Next generation DNA-Seq and differential RNA-Seq allow re-annotation of the Pyrococcus furiosus DSM 3638 genome and provide insights into archaeal antisense transcription
Felix Grünberger, Robert Reichelt, Boyke Bunk, Cathrin Spröer, Jörg Overmann, Reinhard Rachel, Dina Grohmann & Winfried Hausner
Pyrococcus furiosus DSM 3638 is a model organism for hyperthermophilic archaea with an optimal growth temperature near 100∘C. The genome was sequenced about 18 years ago. However, some publications suggest that in contrast to other Pyrococcus species, the genome of P. furiosus DSM 3638 is prone to genomic rearrangements. Therefore, we re-sequenced the genome using third generation sequencing techniques. The new de novo assembled genome is 1,889,914 bp in size and exhibits high sequence identity to the published sequence. However, two major deviations were detected: (1) The genome is 18,342 bp smaller than the NCBI reference genome due to a recently described deletion. (2) The region between PF0349 and PF0388 is inverted most likely due an assembly problem for the original sequence. In addition, numerous minor variations, ranging from single nucleotide exchanges, deletions or insertions were identified. The total number of insertion sequence (IS) elements is also reduced from 30 to 24 in the new sequence. Re-sequencing of a 2-year-old “lab culture” using Nanopore sequencing confirmed the overall stability of the P. furiosus DSM 3638 genome even under normal lab conditions without taking any special care. To improve genome annotation, the updated DNA sequence was combined with an RNA sequencing approach. Here, RNAs from eight different growth conditions were pooled to increase the number of detected transcripts. Furthermore, a differential RNA-Seq approach was employed for the identification of transcription start sites (TSSs). In total, 2515 TSSs were detected and classified into 834 primary (pTSS), 797 antisense (aTSS), 739 internal and 145 secondary TSSs. Our analysis of the upstream regions revealed a well conserved archaeal promoter structure. Interrogation of the distances between pTSSs and aTSSs revealed a significant number of antisense transcripts, which are a result of bidirectional transcription from the same TATA box. This mechanism of antisense transcript production could be further confirmed by in vitro transcription experiments. We assume that bidirectional transcription gives rise to non-functional antisense RNAs and that this is a widespread phenomenon in archaea due to the architecture of the TATA element and the symmetric structure of the TATA-binding protein.

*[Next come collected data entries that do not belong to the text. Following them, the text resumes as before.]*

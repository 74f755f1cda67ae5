//! Replacement source for the factory declaration.
//!
//! The replacement is plain JavaScript carrying two textual placeholders,
//! `MINERR_URL` and `MINERR_SEPARATOR`, substituted before parsing. Its first
//! statement must be a function declaration.

use std::sync::Arc;

use anyhow::{Context, Result, bail};
use serde::{Deserialize, Serialize};
use swc_common::SourceMap;
use swc_ecma_ast::{Decl, FnDecl, ModuleItem, Program, Stmt};

use crate::core::parsers::js::parse_virtual_source;

/// The runtime factory shipped with this tool.
pub const BUNDLED_DEFINITION: &str = include_str!("../../assets/minErr.js");

pub const URL_PLACEHOLDER: &str = "MINERR_URL";
pub const SEPARATOR_PLACEHOLDER: &str = "MINERR_SEPARATOR";

/// Separator between namespace and code in generated documentation URLs.
#[derive(Debug, Clone, Copy, Default, PartialEq, Eq, Deserialize, Serialize)]
pub enum Separator {
    #[default]
    #[serde(rename = "/")]
    Slash,
    #[serde(rename = ":")]
    Colon,
}

impl Separator {
    pub fn as_str(&self) -> &'static str {
        match self {
            Separator::Slash => "/",
            Separator::Colon => ":",
        }
    }
}

/// Substitute every placeholder occurrence with the given values.
pub fn substitute_placeholders(source: &str, url: &str, separator: Separator) -> String {
    source
        .replace(URL_PLACEHOLDER, url)
        .replace(SEPARATOR_PLACEHOLDER, separator.as_str())
}

/// A parsed replacement declaration, ready to be stamped over the definition site.
#[derive(Debug, Clone)]
pub struct Replacement {
    pub decl: FnDecl,
    /// Source text of the declaration alone, used for the text edit.
    pub text: String,
}

impl Replacement {
    /// Substitute placeholders in `source` and parse the resulting declaration.
    pub fn load(
        source: &str,
        url: &str,
        separator: Separator,
        source_map: Arc<SourceMap>,
    ) -> Result<Self> {
        let code = substitute_placeholders(source, url, separator);
        Self::parse(code, source_map)
    }

    /// Parse already-substituted replacement source.
    pub fn parse(code: String, source_map: Arc<SourceMap>) -> Result<Self> {
        let parsed = parse_virtual_source(code, "MINERR_ASSET", source_map)
            .context("Failed to parse the replacement definition")?;

        let first = match parsed.program {
            Program::Module(module) => module.body.into_iter().next().and_then(|item| match item {
                ModuleItem::Stmt(stmt) => Some(stmt),
                ModuleItem::ModuleDecl(_) => None,
            }),
            Program::Script(script) => script.body.into_iter().next(),
        };

        let Some(Stmt::Decl(Decl::Fn(decl))) = first else {
            bail!("The replacement definition must start with a function declaration");
        };

        let span = decl.function.span;
        let start = (span.lo.0 - parsed.source_file.start_pos.0) as usize;
        let end = (span.hi.0 - parsed.source_file.start_pos.0) as usize;
        let text = parsed
            .code
            .get(start..end)
            .with_context(|| format!("Replacement span {:?} is outside its source", span))?
            .to_string();

        Ok(Self { decl, text })
    }
}
//! minerr - error message extraction for minErr-style JavaScript code
//!
//! minerr scans JavaScript/TypeScript sources for calls to an error factory
//! (`minErr` by default), strips each call's message template, and collects every
//! `namespace → code → message` mapping into a compact JSON registry. The
//! factory's own declaration can be swapped for a replacement that builds
//! documentation URLs instead of carrying messages.
//!
//! ## Module Structure
//!
//! - `cli`: Command-line interface layer (`extract`, `init`)
//! - `config`: Configuration file loading and parsing
//! - `core`: The extraction pass (scan, finalize, registry)
//! - `issues`: Issue type definitions and reporting
//! - `utils`: Shared utility functions

pub mod cli;
pub mod config;
pub mod core;
pub mod issues;
pub mod utils;
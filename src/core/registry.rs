//! The error message registry written to `errors.json`.
//!
//! Namespaced codes are nested one level; global codes live at the top level
//! next to the namespace keys:
//!
//! ```json
//! { "ng": { "areq": "Argument '{0}' is {1}" }, "badcfg": "Bad config" }
//! ```
//!
//! Keys keep their first-insertion order. A global code that collides with a
//! namespace name replaces the namespace object in the serialized document.

use std::io::Write;

use anyhow::{Context, Result};
use serde_json::{Map, Value};

#[derive(Debug, Default, Clone, PartialEq)]
pub struct Registry {
    namespaces: Map<String, Value>,
    global: Map<String, Value>,
}

impl Registry {
    pub fn new() -> Self {
        Self::default()
    }

    /// Record a message; an existing `(namespace, code)` entry is overwritten.
    pub fn insert(&mut self, namespace: Option<&str>, code: &str, message: &str) {
        let bucket = match namespace {
            Some(namespace) => {
                let entry = self
                    .namespaces
                    .entry(namespace.to_string())
                    .or_insert_with(|| Value::Object(Map::new()));
                match entry {
                    Value::Object(codes) => codes,
                    _ => unreachable!("namespace buckets are always objects"),
                }
            }
            None => &mut self.global,
        };
        bucket.insert(code.to_string(), Value::String(message.to_string()));
    }

    pub fn get(&self, namespace: Option<&str>, code: &str) -> Option<&str> {
        let bucket = match namespace {
            Some(namespace) => self.namespaces.get(namespace)?.as_object()?,
            None => &self.global,
        };
        bucket.get(code)?.as_str()
    }

    /// Total number of messages across all namespaces and the global bucket.
    pub fn len(&self) -> usize {
        let namespaced: usize = self
            .namespaces
            .values()
            .filter_map(Value::as_object)
            .map(Map::len)
            .sum();
        namespaced + self.global.len()
    }

    pub fn is_empty(&self) -> bool {
        self.len() == 0
    }

    pub fn namespace_names(&self) -> impl Iterator<Item = &str> {
        self.namespaces.keys().map(String::as_str)
    }

    /// Flatten namespaces and global codes into one JSON object.
    pub fn to_json(&self) -> Value {
        let mut out = self.namespaces.clone();
        for (code, message) in &self.global {
            out.insert(code.clone(), message.clone());
        }
        Value::Object(out)
    }

    /// Write the compact JSON document to `writer` (no trailing newline).
    pub fn write_to<W: Write + ?Sized>(&self, writer: &mut W) -> Result<()> {
        serde_json::to_writer(&mut *writer, &self.to_json())
            .context("Failed to write error registry")?;
        writer.flush().context("Failed to flush error registry")?;
        Ok(())
    }
}
//! Static string evaluation.
//!
//! Only two shapes are understood: a string literal, and `+` between two
//! understood shapes. Parentheses are transparent. Anything else fails with the
//! kind and span of the offending sub-expression, so the caller can report it.

use swc_common::{Span, Spanned};
use swc_ecma_ast::{BinaryOp, Expr, Lit};

use crate::utils::{expr_type_name, unwrap_paren};

/// Why an expression has no static string value.
#[derive(Debug, Clone, PartialEq, Eq)]
pub struct Unsupported {
    /// Expression kind that stopped evaluation (e.g. "Ident", "Call").
    pub expr_type: String,
    /// Span of that sub-expression.
    pub span: Span,
}

impl Unsupported {
    pub fn new(expr_type: impl Into<String>, span: Span) -> Self {
        Self {
            expr_type: expr_type.into(),
            span,
        }
    }
}

/// Evaluate `expr` to a string, concatenating left to right.
///
/// `'a' + 'b' + 'c'` parses as `('a' + 'b') + 'c'` and yields `"abc"`.
pub fn eval_static_string(expr: &Expr) -> Result<String, Unsupported> {
    let mut out = String::new();
    append_static_string(expr, &mut out)?;
    Ok(out)
}

fn append_static_string(expr: &Expr, out: &mut String) -> Result<(), Unsupported> {
    match unwrap_paren(expr) {
        Expr::Lit(Lit::Str(s)) => match s.value.as_str() {
            Some(value) => {
                out.push_str(value);
                Ok(())
            }
            None => Err(Unsupported::new("Str (lone surrogate)", s.span)),
        },
        Expr::Bin(bin) if bin.op == BinaryOp::Add => {
            append_static_string(&bin.left, out)?;
            append_static_string(&bin.right, out)
        }
        other => Err(Unsupported::new(expr_type_name(other), other.span())),
    }
}
//! Instance and definition classification.
//!
//! A call is an *instance* of the error factory when it has one of two shapes:
//!
//! ```text
//! minErr('ng')('badarg', 'Argument {0} is bad', arg)   // direct factory call
//! ngMinErr('badarg', 'Argument {0} is bad', arg)       // namespaced sub-factory
//! ```
//!
//! The namespaced form is recognized purely from the identifier: it must match
//! `^(\S+)<Suffix>$`, where the suffix is the factory name with its first letter
//! upper-cased. Everything here is a pure predicate over node shapes.

use regex::Regex;
use swc_ecma_ast::{CallExpr, Callee, Expr, FnDecl};

use crate::utils::{capitalize_first, unwrap_paren};

pub const DEFAULT_FACTORY_NAME: &str = "minErr";

/// How an instance reaches the factory.
#[derive(Debug, Clone, Copy, PartialEq, Eq)]
pub enum InstanceShape<'a> {
    /// `minErr(...)(code, template, ...)`; holds the inner factory call.
    Direct(&'a CallExpr),
    /// `fooMinErr(code, template, ...)`; holds the captured prefix (`foo`).
    Namespaced(&'a str),
}

/// Precompiled matcher for one factory name.
#[derive(Debug, Clone)]
pub struct FactoryMatcher {
    factory_name: String,
    instance_pattern: Regex,
}

impl FactoryMatcher {
    pub fn new(factory_name: &str) -> Self {
        let suffix = regex::escape(&capitalize_first(factory_name));
        let instance_pattern = Regex::new(&format!(r"^(\S+){}$", suffix))
            .unwrap_or_else(|e| unreachable!("escaped factory pattern is valid: {}", e));
        Self {
            factory_name: factory_name.to_string(),
            instance_pattern,
        }
    }

    pub fn factory_name(&self) -> &str {
        &self.factory_name
    }

    /// Namespace prefix of a sub-factory identifier: `fooMinErr` → `Some("foo")`.
    pub fn namespaced_prefix<'n>(&self, name: &'n str) -> Option<&'n str> {
        self.instance_pattern
            .captures(name)
            .and_then(|caps| caps.get(1))
            .map(|m| m.as_str())
    }

    /// True for `minErr(...)`, i.e. a call whose callee is the factory identifier.
    pub fn is_factory_call(&self, call: &CallExpr) -> bool {
        matches!(
            callee_expr(call),
            Some(Expr::Ident(ident)) if ident.sym.as_str() == self.factory_name
        )
    }

    /// Classify a call, returning its instance shape if it is one.
    pub fn instance_shape<'a>(&self, call: &'a CallExpr) -> Option<InstanceShape<'a>> {
        match callee_expr(call)? {
            Expr::Ident(ident) => self
                .namespaced_prefix(ident.sym.as_str())
                .map(InstanceShape::Namespaced),
            Expr::Call(inner) if self.is_factory_call(inner) => Some(InstanceShape::Direct(inner)),
            _ => None,
        }
    }

    pub fn is_instance(&self, call: &CallExpr) -> bool {
        self.instance_shape(call).is_some()
    }

    /// True when a thrown expression is an instance.
    pub fn is_instance_expr(&self, expr: &Expr) -> bool {
        matches!(unwrap_paren(expr), Expr::Call(call) if self.is_instance(call))
    }

    /// Only `function minErr(...) { ... }` qualifies; no name inference for
    /// anonymous or assigned functions.
    pub fn is_definition(&self, decl: &FnDecl) -> bool {
        decl.ident.sym.as_str() == self.factory_name
    }
}

impl Default for FactoryMatcher {
    fn default() -> Self {
        Self::new(DEFAULT_FACTORY_NAME)
    }
}

fn callee_expr(call: &CallExpr) -> Option<&Expr> {
    match &call.callee {
        Callee::Expr(expr) => Some(unwrap_paren(expr)),
        Callee::Super(_) | Callee::Import(_) => None,
    }
}
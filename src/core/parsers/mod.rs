//! Source parsers.
//!
//! - `js`: JavaScript/TypeScript parser (uses swc for AST generation)

pub mod js;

This Github repository contains code, figures and documentation for reproducing our work and may be used for future similar projects. This work is published in Frontiers is Microbiolgy.
The repository is structured in the folders code (R code and Rmd documents), data (genomic data and output from ANNOgesic/ISESfinder, etc.. ) and figures (raw R plots as PDFs).
Script and figures for the comparison of different Pyrococcus furiosus assemblies have a dnaseq_.. prefix.
This repository contains all necessary code for analyzing the data, starting with the output from canu and nanopolish:
- .fasta data are stored in
data/genome_data - Documentation of scripts can be found at
data/code/nanopore_code - Raw plots and tables are stored in
data/figures/nanopore_figures.
Output from ANNOgesic, R scripts and figures are stored with a rnaseq_.. prefix.
This project is under the general MIT License.